5. O “petrodólar”: A tese do petrodólar foi desenvolvida durante a guerra do Iraque. No entanto, o significado do dólar dos EUA não deriva do petróleo, mas do poder econômico dos EUA. Embora muitos estados prefiram naturalmente o dólar estável para suas exportações de matérias-primas, os estados inimigos geralmente precisam mudar para outras moedas para contornar as sanções (L, por exemplo, Irã);
6. Capitalismo: Em 1917, Lenin descreveu o “imperialismo como o estágio mais alto do capitalismo”, já que os estados capitalistas teriam que conquistar mercados para sua superprodução. No entanto, mesmo estados inimigos querem negociar com o Ocidente, mas são impedidos de fazê-lo por sanções ou guerra. Além disso, estados pré-capitalistas como Roma e Espanha e até estados anticapitalistas como a União Soviética já haviam travado guerras imperiais;
7. Dívida nacional: A dívida nacional também não é motivo para guerras dos EUA, pois os EUA estão criando seu próprio dinheiro usando o Fed. Além disso, as próprias guerras contribuem imensamente para as despesas nacionais;
8. Indústria de armas: Em 1961, o presidente dos EUA, Eisenhower, alertou para a crescente influência do “complexo militar-industrial”. Este último é certamente um dos principais aproveitadores das guerras, mas isso vale também para países como Rússia, China, Suécia e Suíça.

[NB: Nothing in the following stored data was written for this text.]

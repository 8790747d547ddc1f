//! Engine seams over the interposed libc entry points.

use std::ffi::CStr;
use std::sync::Arc;

use fsfault_engine::{
    normalize_target, AttachError, Attachment, InterceptionPort, Interceptor, Invocation, Outcome,
    Resolver, TargetOperation,
};

use crate::hooks::{self, HookSlot, HOOKS};

/// Resolver and interception port backed by the interposers in [`crate::hooks`].
#[derive(Debug, Default, Clone, Copy)]
pub struct PreloadPort;

impl Resolver for PreloadPort {
    fn resolve(&self, name: &str) -> Result<TargetOperation, AttachError> {
        let canonical = normalize_target(name);
        let (index, slot) =
            hooks::find(canonical).ok_or_else(|| AttachError::TargetNotFound(name.to_string()))?;
        if slot.real.resolve().is_null() {
            return Err(AttachError::TargetNotFound(name.to_string()));
        }
        Ok(TargetOperation::new(canonical, index))
    }
}

impl InterceptionPort for PreloadPort {
    fn attach(
        &self,
        target: &TargetOperation,
        interceptor: Arc<Interceptor>,
    ) -> Result<Box<dyn Attachment>, AttachError> {
        let slot = HOOKS
            .get(target.entry())
            .copied()
            .filter(|slot| slot.name == target.name())
            .ok_or_else(|| AttachError::Rejected {
                target: target.name().to_string(),
                reason: "no interposer for this entry".into(),
            })?;

        if !slot.arm(interceptor) {
            return Err(AttachError::Rejected {
                target: target.name().to_string(),
                reason: "already attached".into(),
            });
        }
        Ok(Box::new(PreloadAttachment { slot }))
    }
}

struct PreloadAttachment {
    slot: &'static HookSlot,
}

impl Attachment for PreloadAttachment {
    fn detach(self: Box<Self>) {
        self.slot.disarm();
    }
}

/// One finished libc call as seen by the engine.
pub struct LibcCall {
    pid: u32,
    comm: [u8; 16],
    outcome: Outcome,
}

impl LibcCall {
    pub fn new(natural: Outcome) -> Self {
        let mut comm = [0u8; 16];
        // Safety: PR_GET_NAME writes at most 16 bytes, NUL included.
        unsafe { libc::prctl(libc::PR_GET_NAME, comm.as_mut_ptr() as libc::c_ulong, 0, 0, 0) };
        Self {
            // Safety: getpid has no preconditions.
            pid: unsafe { libc::getpid() } as u32,
            comm,
            outcome: natural,
        }
    }

    pub fn observed(&self) -> Outcome {
        self.outcome
    }
}

impl Invocation for LibcCall {
    fn caller_pid(&self) -> u32 {
        self.pid
    }

    fn caller_label(&self) -> &str {
        CStr::from_bytes_until_nul(&self.comm)
            .ok()
            .and_then(|name| name.to_str().ok())
            .unwrap_or("?")
    }

    fn outcome(&self) -> Outcome {
        self.outcome
    }

    fn set_outcome(&mut self, outcome: Outcome) {
        self.outcome = outcome;
    }
}
//! Event reporter: one text line per reported decision.
//!
//! ```text
//! fsfault: inj_id=0 pid=4242 comm=server symbol=readlink old_ret=6 new_ret=-13 ts_ns=1700000000000000000 aggressive=1 decision=override
//! ```
//!
//! The line is a diagnostic contract consumed as text, not a wire protocol.
//! Records are formatted into a stack buffer and handed to an [`EventSink`];
//! sinks are best-effort and silently drop what they cannot take.

use std::fmt::{self, Write as _};
use std::fs::OpenOptions;
use std::io;
use std::os::fd::{IntoRawFd, RawFd};
use std::os::unix::fs::OpenOptionsExt;
use std::path::Path;
use std::sync::atomic::{AtomicU8, AtomicUsize, Ordering};

use crate::context::Outcome;

pub const RECORD_PREFIX: &str = "fsfault:";

/// Stack buffer size for one record; bounded fields keep every record inside it.
pub const RECORD_CAPACITY: usize = 512;

/// One reported decision, borrowing from the firing's stack.
#[derive(Debug, Clone, Copy)]
pub struct EventRecord<'a> {
    pub id: u64,
    pub pid: u32,
    pub label: &'a str,
    pub target: &'a str,
    pub natural: Outcome,
    pub replaced: Option<Outcome>,
    pub timestamp_ns: u64,
    pub aggressive: bool,
    pub decision: &'a str,
}

impl EventRecord<'_> {
    pub fn write_to<W: fmt::Write>(&self, w: &mut W) -> fmt::Result {
        write!(w, "{} inj_id={} pid={} comm=", RECORD_PREFIX, self.id, self.pid)?;
        write_token(w, self.label)?;
        w.write_str(" symbol=")?;
        write_token(w, self.target)?;
        write!(w, " old_ret={} new_ret=", self.natural)?;
        match self.replaced {
            Some(outcome) => write!(w, "{}", outcome)?,
            None => w.write_char('-')?,
        }
        writeln!(
            w,
            " ts_ns={} aggressive={} decision={}",
            self.timestamp_ns,
            u8::from(self.aggressive),
            self.decision
        )
    }
}

/// Keeps free-form fields as a single `key=value` token.
fn write_token<W: fmt::Write>(w: &mut W, s: &str) -> fmt::Result {
    if s.is_empty() {
        return w.write_char('?');
    }
    for c in s.chars() {
        if c.is_whitespace() || c == '=' || c.is_control() {
            w.write_char('_')?;
        } else {
            w.write_char(c)?;
        }
    }
    Ok(())
}

/// Owned form of a record read back from a log.
#[derive(Debug, Clone, PartialEq, Eq)]
pub struct ParsedEvent {
    pub id: u64,
    pub pid: u32,
    pub label: String,
    pub target: String,
    pub old_ret: i64,
    pub new_ret: Option<i64>,
    pub timestamp_ns: u64,
    pub aggressive: bool,
    pub decision: String,
}

impl ParsedEvent {
    /// Parses one record line; anything that is not a complete record is `None`.
    pub fn parse(line: &str) -> Option<Self> {
        let rest = line.trim().strip_prefix(RECORD_PREFIX)?;

        let mut id = None;
        let mut pid = None;
        let mut label = None;
        let mut target = None;
        let mut old_ret = None;
        let mut new_ret = None;
        let mut timestamp_ns = None;
        let mut aggressive = None;
        let mut decision = None;

        for token in rest.split_whitespace() {
            let (key, value) = token.split_once('=')?;
            match key {
                "inj_id" => id = value.parse().ok(),
                "pid" => pid = value.parse().ok(),
                "comm" => label = Some(value.to_string()),
                "symbol" => target = Some(value.to_string()),
                "old_ret" => old_ret = value.parse().ok(),
                "new_ret" => {
                    new_ret = Some(if value == "-" {
                        None
                    } else {
                        Some(value.parse().ok()?)
                    })
                }
                "ts_ns" => timestamp_ns = value.parse().ok(),
                "aggressive" => aggressive = Some(value == "1"),
                "decision" => decision = Some(value.to_string()),
                _ => {}
            }
        }

        Some(Self {
            id: id?,
            pid: pid?,
            label: label?,
            target: target?,
            old_ret: old_ret?,
            new_ret: new_ret?,
            timestamp_ns: timestamp_ns?,
            aggressive: aggressive?,
            decision: decision?,
        })
    }

    pub fn is_override(&self) -> bool {
        self.decision == "override"
    }
}

/// Destination for event records. `emit` must not block and must not fail:
/// a sink that cannot accept a record drops it.
pub trait EventSink: Send + Sync {
    fn emit(&self, record: &[u8]);
}

/// Discards every record.
#[derive(Debug, Default, Clone, Copy)]
pub struct NullSink;

impl EventSink for NullSink {
    fn emit(&self, _record: &[u8]) {}
}

/// Writes records to a file descriptor with a single `write(2)`. Short writes,
/// `EAGAIN` and closed descriptors lose the record.
#[derive(Debug)]
pub struct FdSink {
    fd: RawFd,
    owned: bool,
}

impl FdSink {
    pub fn stderr() -> Self {
        Self {
            fd: libc::STDERR_FILENO,
            owned: false,
        }
    }

    /// Opens `path` for appending in non-blocking mode.
    pub fn append(path: &Path) -> io::Result<Self> {
        let file = OpenOptions::new()
            .create(true)
            .append(true)
            .mode(0o644)
            .custom_flags(libc::O_NONBLOCK | libc::O_CLOEXEC)
            .open(path)?;
        Ok(Self {
            fd: file.into_raw_fd(),
            owned: true,
        })
    }
}

impl EventSink for FdSink {
    fn emit(&self, record: &[u8]) {
        // Safety: the pointer/length pair describes a live slice.
        let _ = unsafe { libc::write(self.fd, record.as_ptr().cast(), record.len()) };
    }
}

impl Drop for FdSink {
    fn drop(&mut self) {
        if self.owned {
            // Safety: we own this descriptor and nothing else closes it.
            unsafe { libc::close(self.fd) };
        }
    }
}

/// Fixed-size in-memory ring of recent record bytes.
///
/// Writers reserve disjoint byte ranges with one `fetch_add`; once the ring
/// wraps, the oldest bytes are overwritten.
pub struct RingSink {
    buffer: Box<[AtomicU8]>,
    head: AtomicUsize,
}

impl RingSink {
    pub fn new(capacity: usize) -> Self {
        let capacity = capacity.max(1);
        Self {
            buffer: (0..capacity).map(|_| AtomicU8::new(0)).collect(),
            head: AtomicUsize::new(0),
        }
    }

    pub fn capacity(&self) -> usize {
        self.buffer.len()
    }

    /// Total bytes ever written, including overwritten ones.
    pub fn written(&self) -> usize {
        self.head.load(Ordering::Acquire)
    }

    /// Oldest-to-newest copy of the retained bytes.
    pub fn contents(&self) -> Vec<u8> {
        let head = self.head.load(Ordering::Acquire);
        let cap = self.capacity();
        let start = head.saturating_sub(cap);
        (start..head)
            .map(|i| self.buffer[i % cap].load(Ordering::Relaxed))
            .collect()
    }

    /// Complete record lines currently retained.
    pub fn lines(&self) -> Vec<String> {
        let head = self.head.load(Ordering::Acquire);
        let bytes = self.contents();
        let text = String::from_utf8_lossy(&bytes);
        let mut lines: Vec<String> = text.lines().map(str::to_string).collect();
        // After a wrap the first retained line is usually partial.
        if head > self.capacity() && !lines.is_empty() {
            lines.remove(0);
        }
        lines
    }
}

impl EventSink for RingSink {
    fn emit(&self, record: &[u8]) {
        let cap = self.capacity();
        if record.len() > cap {
            return;
        }
        let start = self.head.fetch_add(record.len(), Ordering::AcqRel);
        for (i, byte) in record.iter().enumerate() {
            self.buffer[(start + i) % cap].store(*byte, Ordering::Relaxed);
        }
    }
}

Além disso, as guerras dos EUA não são arbitrárias, mas seguem uma certa lógica; afinal, nem mesmo o Império Romano conduzia suas guerras apenas para produzir o maior número possível de armas;
9. O “Lobby de Israel”: Este aspecto foi enfatizado no livro de mesmo nome dos professores Walt e Mearsheimer. O governo israelense e organizações pró-israelenses, como a AIPAC, fizeram lobby pela Guerra do Iraque de 2003 e por uma guerra contra o Irã. Como potência hegemônica, porém, os EUA devem intervir desde o Leste Asiático até a África Central e América do Sul, e mesmo as guerras no Oriente Médio seguem uma lógica superordenada (Mais: The “Israel Lobby”: Facts and Myths);
10. Neoconservadores: Outra hipótese propõe que as guerras dos EUA são impulsionadas pelos chamados neoconservadores. Essa ideia é refutada, por exemplo, pelas inúmeras guerras iniciadas ou continuadas pelas administrações liberais Clinton e Obama (Iugoslávia, Somália, Síria, Iêmen etc.).